Thanks in advance for any responses.


----------



## onegreenev (May 18, 2012)

carguerra1 said:


> I'm on the brink of buying a 72v 7.5kW EV conversion kit from SHINEGLE New Energy Technologies Co., Ltd. I found it on Alibaba. I've been corresponding with the sales guy for over a month. And everything seems to be real.
> 
> Before I take the final decision I thought I'd ask here to see if anyone has heard of this company or used them, and maybe you have any comments or reviews of its products.
> 
> Thanks in advance for any responses.


What do you plan to put this kit into? A Golf Cart would be about right for that size setup. If you were going for a larger vehicle I'd go with the 15Kw motor and controller. These motors use shafts common to Golf Carts. Neighborhood Electric Vehicles (NEV) would come to mind with the larger setup.


----------



## carguerra1 (May 25, 2020)

onegreenev said:


> What do you plan to put this kit into? A Golf Cart would be about right for that size setup. If you were going for a larger vehicle I'd go with the 15Kw motor and controller. These motors use shafts common to Golf Carts. Neighborhood Electric Vehicles (NEV) would come to mind with the larger setup.
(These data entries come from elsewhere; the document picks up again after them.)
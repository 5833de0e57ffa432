//! Pull-side audio path driven by the platform audio callback.
//!
//! [`AudioRenderer::render`] never blocks on a queue: when no current sample frame is
//! ready it writes silence. After filling the device buffer it derives the audio
//! clock from the end of the buffered frame minus what the device has not played yet.

use std::sync::atomic::Ordering;
use std::sync::{Arc, MutexGuard, PoisonError};

use avsync_types::{MediaType, Message, SyncType, warning_code};

use crate::clock::wall_time;
use crate::media::AudioBuffer;
use crate::sink::AudioParams;
use crate::state::Shared;

/// Sample frames of silence written when nothing is decodable.
const SILENCE_FRAMES: usize = 256;

/// How long audio may wait for the first video frame before starting anyway.
const AV_START_WAIT: f64 = 2.0;

#[derive(Debug, Default)]
struct CurrentBuffer {
    /// `None` for a silence block.
    samples: Option<Arc<[f32]>>,
    len: usize,
    index: usize,
}

impl CurrentBuffer {
    fn remaining(&self) -> usize {
        self.len - self.index
    }

    fn exhausted(&self) -> bool {
        self.index >= self.len
    }
}

/// Render-side state, shared with the refresh thread for step-mode fast forward.
#[derive(Debug, Default)]
pub struct RenderState {
    params: Option<AudioParams>,
    buf: CurrentBuffer,
    /// End time of the current buffer in seconds.
    audio_clock: Option<f64>,
    audio_clock_serial: u64,
    callback_time: f64,
    av_start_wait: Option<f64>,
}

impl RenderState {
    pub fn set_params(&mut self, params: AudioParams) {
        self.params = Some(params);
    }

    pub fn params(&self) -> Option<AudioParams> {
        self.params
    }

    /// Forgets the partially played buffer, e.g. after a seek.
    pub fn discard_current(&mut self) {
        self.buf = CurrentBuffer::default();
    }

    pub fn reset(&mut self) {
        *self = RenderState {
            params: self.params,
            ..RenderState::default()
        };
    }

    fn samples_per_sec(&self) -> f64 {
        self.params
            .map_or(0.0, |p| f64::from(p.sample_rate) * f64::from(p.channels))
    }

    fn channels(&self) -> usize {
        self.params.map_or(2, |p| usize::from(p.channels.max(1)))
    }
}

/// Handle the audio output pulls samples through.
#[derive(Clone)]
pub struct AudioRenderer {
    shared: Arc<Shared>,
}

impl AudioRenderer {
    pub(crate) fn new(shared: Arc<Shared>) -> Self {
        Self { shared }
    }

    /// Fills `out` with interleaved samples in the negotiated layout, or silence.
    pub fn render(&self, out: &mut [f32]) {
        let shared = &*self.shared;
        let now = wall_time();
        let mut rs = lock(shared);
        rs.callback_time = now;
        let volume = shared.volume();

        let mut got_frame = false;
        let mut rest_len = 0;
        let mut written = 0;
        while written < out.len() {
            if rs.buf.exhausted() {
                if decode_next(shared, &mut rs) {
                    got_frame = true;
                } else {
                    let len = SILENCE_FRAMES * rs.channels();
                    rs.buf = CurrentBuffer {
                        samples: None,
                        len,
                        index: 0,
                    };
                }
            }
            if shared.auddec.pkt_serial() != shared.audioq.serial() {
                rs.buf.index = rs.buf.len;
                out[written..].fill(0.0);
                shared.collab.audio_output.flush();
                got_frame = false;
                rest_len = 0;
                break;
            }
            rest_len = rs.buf.remaining().min(out.len() - written);
            let dst = &mut out[written..written + rest_len];
            match &rs.buf.samples {
                Some(src) => {
                    let src = &src[rs.buf.index..rs.buf.index + rest_len];
                    if volume >= 1.0 {
                        dst.copy_from_slice(src);
                    } else {
                        for (d, s) in dst.iter_mut().zip(src) {
                            *d = s * volume;
                        }
                    }
                }
                None => dst.fill(0.0),
            }
            written += rest_len;
            rs.buf.index += rest_len;
        }

        let Some(audio_clock) = rs.audio_clock else {
            return;
        };
        let sps = rs.samples_per_sec();
        if sps <= 0.0 {
            return;
        }
        let serial = rs.audio_clock_serial;
        let callback_time = rs.callback_time;

        if !got_frame && rest_len == 0 {
            if let Some(last) = shared.audclk.pts() {
                let pts = last + out.len() as f64 / sps;
                shared.audclk.set_at(Some(pts), serial, callback_time);
                shared
                    .extclk
                    .sync_to_slave(&shared.audclk, shared.config.nosync_threshold);
            }
        } else {
            let pts = audio_clock
                - rs.buf.remaining() as f64 / sps
                - shared.collab.audio_output.latency();

            let video_running = shared.video_stream.is_open()
                && shared.viddec.finished() != Some(shared.videoq.serial())
                && shared.auddec.finished() != Some(shared.audioq.serial())
                && !shared.accurate.is_requested(MediaType::Audio);
            if video_running {
                let step = shared.step_flag.load(Ordering::Acquire);
                let video_pts = if step {
                    shared.vidclk.pts()
                } else {
                    shared.vidclk.get()
                };
                let threshold = if step {
                    shared.config.sync_threshold_min
                } else {
                    shared.config.sync_threshold_max
                };
                if let Some(video_pts) = video_pts
                    && video_pts - pts > threshold
                {
                    shared.audclk.set_at(Some(pts), serial, callback_time);
                    shared
                        .extclk
                        .sync_to_slave(&shared.audclk, shared.config.nosync_threshold);
                    tracing::debug!(behind = video_pts - pts, "audio behind video, skipping ahead");
                    fast_forward(shared, &mut rs, video_pts - pts);
                    return;
                }
            }
            shared.audclk.set_at(Some(pts), serial, callback_time);
            shared
                .extclk
                .sync_to_slave(&shared.audclk, shared.config.nosync_threshold);

            if got_frame
                && !shared
                    .milestones
                    .first_audio_frame_rendered
                    .swap(true, Ordering::AcqRel)
            {
                tracing::info!("first audio frame rendered");
                shared.post(Message::AudioRenderingStart);
            }
        }

        if serial != 0
            && shared
                .milestones
                .audio_seek_serial
                .compare_exchange(serial, 0, Ordering::AcqRel, Ordering::Acquire)
                .is_ok()
        {
            let audio_master = shared.master_sync_type() == SyncType::AudioMaster;
            shared.post(Message::AudioSeekRenderingStart { audio_master });
        }
    }
}

fn lock(shared: &Shared) -> MutexGuard<'_, RenderState> {
    shared.render.lock().unwrap_or_else(PoisonError::into_inner)
}

/// Loads the next current-generation sample frame; `false` means render silence.
fn decode_next(shared: &Shared, rs: &mut RenderState) -> bool {
    if shared.paused_flag.load(Ordering::Acquire) {
        return false;
    }

    if shared.config.sync_av_start
        && shared.video_stream.is_open()
        && !shared.viddec.first_frame_decoded()
        && shared.viddec.finished() != Some(shared.videoq.serial())
    {
        let now = wall_time();
        let start = *rs.av_start_wait.get_or_insert(now);
        if now - start <= AV_START_WAIT {
            return false;
        }
    }

    let item = loop {
        let Some(item) = shared.sampq.peek() else {
            return false;
        };
        shared.sampq.next();
        if item.meta.serial == shared.audioq.serial() {
            break item;
        }
    };

    if let (Some(next), Some(cur)) = (shared.sampq.peek().and_then(|n| n.meta.pts), item.meta.pts)
        && next > 0.0
        && cur > 0.0
    {
        let ratio = if next > cur { next / cur } else { cur / next };
        if ratio > shared.config.saltation_ratio {
            tracing::warn!(cur, next, "audio timestamp jump");
            shared.post(Message::Warning {
                code: warning_code::TIMESTAMP_SALTATION,
                value: ratio as i64,
            });
        }
    }

    let samples = remap_channels(&item.payload, rs.channels());
    rs.buf = CurrentBuffer {
        len: samples.len(),
        samples: Some(samples),
        index: 0,
    };
    rs.audio_clock = item.meta.pts.map(|pts| pts + item.payload.duration());
    rs.audio_clock_serial = item.meta.serial;
    true
}

/// Converts an interleaved buffer to `channels` by dropping or repeating channels.
fn remap_channels(buf: &AudioBuffer, channels: usize) -> Arc<[f32]> {
    let src_channels = usize::from(buf.channels.max(1));
    if src_channels == channels {
        return buf.samples.clone();
    }
    let frames = buf.frames();
    let mut out = Vec::with_capacity(frames * channels);
    for frame in buf.samples.chunks_exact(src_channels) {
        for ch in 0..channels {
            out.push(frame[ch % src_channels]);
        }
    }
    Arc::from(out)
}

/// Drops up to `diff` seconds of queued audio; returns how far audio still lags video.
fn consume(shared: &Shared, rs: &mut RenderState, diff: f64) -> f64 {
    let sps = rs.samples_per_sec();
    if sps <= 0.0 {
        return 0.0;
    }
    let channels = rs.channels();
    let len_want = ((diff * sps) as usize) / channels * channels;
    let mut len = len_want;
    let mut got_frame = false;
    let mut rest_len = 0;
    while len > 0 {
        if rs.buf.exhausted() {
            if decode_next(shared, rs) {
                got_frame = true;
            } else {
                rs.buf = CurrentBuffer {
                    samples: None,
                    len: SILENCE_FRAMES * channels,
                    index: 0,
                };
            }
        }
        if shared.auddec.pkt_serial() != shared.audioq.serial() {
            rs.buf.index = rs.buf.len;
            got_frame = false;
            break;
        }
        rest_len = rs.buf.remaining().min(len);
        len -= rest_len;
        rs.buf.index += rest_len;
    }

    let Some(audio_clock) = rs.audio_clock else {
        return 0.0;
    };
    let pts = if !got_frame && rest_len == 0 {
        match shared.audclk.pts() {
            Some(last) => last + len_want as f64 / sps,
            None => 0.0,
        }
    } else {
        audio_clock - rs.buf.remaining() as f64 / sps - shared.collab.audio_output.latency()
    };
    shared.audclk.set_at(Some(pts), rs.audio_clock_serial, rs.callback_time);
    shared
        .extclk
        .sync_to_slave(&shared.audclk, shared.config.nosync_threshold);

    let step = shared.step_flag.load(Ordering::Acquire);
    let video_pts = if step {
        shared.vidclk.pts()
    } else {
        shared.vidclk.get()
    };
    let threshold = if step {
        shared.config.sync_threshold_min
    } else {
        shared.config.sync_threshold_max
    };
    match video_pts {
        Some(video_pts) if video_pts - pts > threshold => video_pts - pts,
        _ => 0.0,
    }
}

/// Skips lagging audio in at most three rounds, then drops what the device holds.
fn fast_forward(shared: &Shared, rs: &mut RenderState, mut diff: f64) {
    for _ in 0..3 {
        if diff < 0.01 {
            break;
        }
        diff = consume(shared, rs, diff);
    }
    shared.collab.audio_output.flush();
}

/// Step-mode resynchronisation requested by the refresh thread.
pub(crate) fn consume_audio_buffer(shared: &Shared) {
    let mut rs = lock(shared);
    rs.callback_time = wall_time();
    fast_forward(shared, &mut rs, 0.01);
}

#[cfg(test)]
mod tests {
    use super::*;
    use crate::frame_queue::FrameMeta;
    use crate::testing::test_shared;

    fn setup() -> Arc<Shared> {
        let shared = Arc::new(test_shared(None));
        shared.audioq.start();
        shared.audio_stream.set(Some(0));
        shared.auddec.set_pkt_serial(shared.audioq.serial());
        lock(&shared).set_params(AudioParams {
            sample_rate: 1000,
            channels: 1,
        });
        shared
    }

    fn push(shared: &Shared, pts: f64, value: f32, frames: usize) {
        let serial = shared.audioq.serial();
        shared.sampq.peek_writable().unwrap().commit(
            FrameMeta {
                pts: Some(pts),
                duration: frames as f64 / 1000.0,
                pos: -1,
                serial,
            },
            AudioBuffer {
                sample_rate: 1000,
                channels: 1,
                samples: Arc::from(vec![value; frames]),
            },
        );
    }

    #[test]
    fn plays_queued_samples_then_silence() {
        let shared = setup();
        push(&shared, 1.0, 0.5, 4);
        let renderer = AudioRenderer::new(shared.clone());
        let mut out = [1.0f32; 8];
        renderer.render(&mut out);
        assert_eq!(&out[..4], &[0.5; 4]);
        assert_eq!(&out[4..], &[0.0; 4]);
    }

    #[test]
    fn volume_scales_output() {
        let shared = setup();
        shared.set_volume(0.5);
        push(&shared, 1.0, 0.8, 4);
        let mut out = [0.0f32; 4];
        AudioRenderer::new(shared.clone()).render(&mut out);
        assert!(out.iter().all(|s| (s - 0.4).abs() < 1e-6));
    }

    #[test]
    fn paused_renders_silence_without_consuming() {
        let shared = setup();
        push(&shared, 1.0, 0.5, 4);
        shared.paused_flag.store(true, Ordering::Release);
        let mut out = [1.0f32; 4];
        AudioRenderer::new(shared.clone()).render(&mut out);
        assert_eq!(out, [0.0; 4]);
        assert_eq!(shared.sampq.nb_remaining(), 1);
    }

    #[test]
    fn stale_generation_is_skipped() {
        let shared = setup();
        push(&shared, 1.0, 0.9, 4);
        shared.audioq.flush();
        shared.auddec.set_pkt_serial(shared.audioq.serial());
        push(&shared, 5.0, 0.3, 4);
        let mut out = [0.0f32; 4];
        AudioRenderer::new(shared.clone()).render(&mut out);
        assert_eq!(out, [0.3; 4]);
    }

    #[test]
    fn clock_follows_rendered_position() {
        let shared = setup();
        push(&shared, 2.0, 0.1, 100);
        let mut out = [0.0f32; 40];
        AudioRenderer::new(shared.clone()).render(&mut out);
        // 100 ms buffer starting at 2.0 s, 40 ms played.
        let pts = shared.audclk.pts().unwrap();
        assert!((pts - 2.04).abs() < 1e-9, "{pts}");
        assert!(shared.milestones.first_audio_frame_rendered.load(Ordering::Acquire));
    }

    #[test]
    fn channel_remap_duplicates_mono() {
        let buf = AudioBuffer {
            sample_rate: 1000,
            channels: 1,
            samples: Arc::from(vec![0.1, 0.2]),
        };
        assert_eq!(&*remap_channels(&buf, 2), &[0.1, 0.1, 0.2, 0.2]);
    }
}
It´ll be a small Fiat 600 (also known as Zastava 750) conversion, it weighs around 0.6 TON and the electric motor will be coupled to the original gearbox. If I can reach 50 km/h is ok for me. I am located in Ecuador.
So have you heard about this SHINEGLE kit? I hope it is not a scam.
Regards.


----------



## pivux (Jul 13, 2020)

what was your experience? i am deciding between 3 sellers at the moment
shinegle
foshan uni technology
green motor technology

all from alibaba, i want to convert a 1990 Volkswagen beetle


----------



## kevinjclancy (Sep 25, 2017)

pivux said:


> what was your experience? i am deciding between 3 sellers at the moment
> shinegle
> foshan uni technology
> green motor technology
> ...


Did you ever buy a motor from alibaba ???


----------



## Rabmed (Apr 13, 2020)

pivux said:


> what was your experience? i am deciding between 3 sellers at the moment
> shinegle
> foshan uni technology
> green motor technology
> ...


SO WHAT DID U DECIDE ON IN THE END? IM ALSO LOOKING BETWEEN FOSHAN AND SHINEGLE ?


----------



## aa6767 (Mar 14, 2021)

carguerra1 said:


> I'm on the brink of buying a 72v 7.5kW EV conversion kit from SHINEGLE New Energy Technologies Co., Ltd. I found it on Alibaba. I've been corresponding with the sales guy for over a month. And everything seems to be real.
> 
> Before I take the final decision I thought I'd ask here to see if anyone has heard of this company or used them, and maybe you have any comments or reviews of its products.
> 
> Thanks in advance for any responses.


I bought some years ago some kits from greenmotors.com (I believe it was called so) and the controllers were shinegle. I knew the guy who made them (Harry , a good boy). But I left to use them because they were too weak for the application I wanted to do. I think all below 1 ton, could be done with this motors. But no more. Documentation is bad. Controller is weak but efficient. Finally , we went to ZTP controllers. But for light vehicles with low specs it could be enough.


----------



## jcar (Oct 15, 2021)

pivux said:


> what was your experience? i am deciding between 3 sellers at the moment
> shinegle
> foshan uni technology
> green motor technology
> ...


Did you buy from any of those options? I'm considering buying from one of them too...
What was your experience with your conversion and the kits from those sellers?


----------



## kevinjclancy (Sep 25, 2017)

jcar said:


> Did you buy from any of those options? I'm considering buying from one of them too...
> What was your experience with your conversion and the kits from those sellers?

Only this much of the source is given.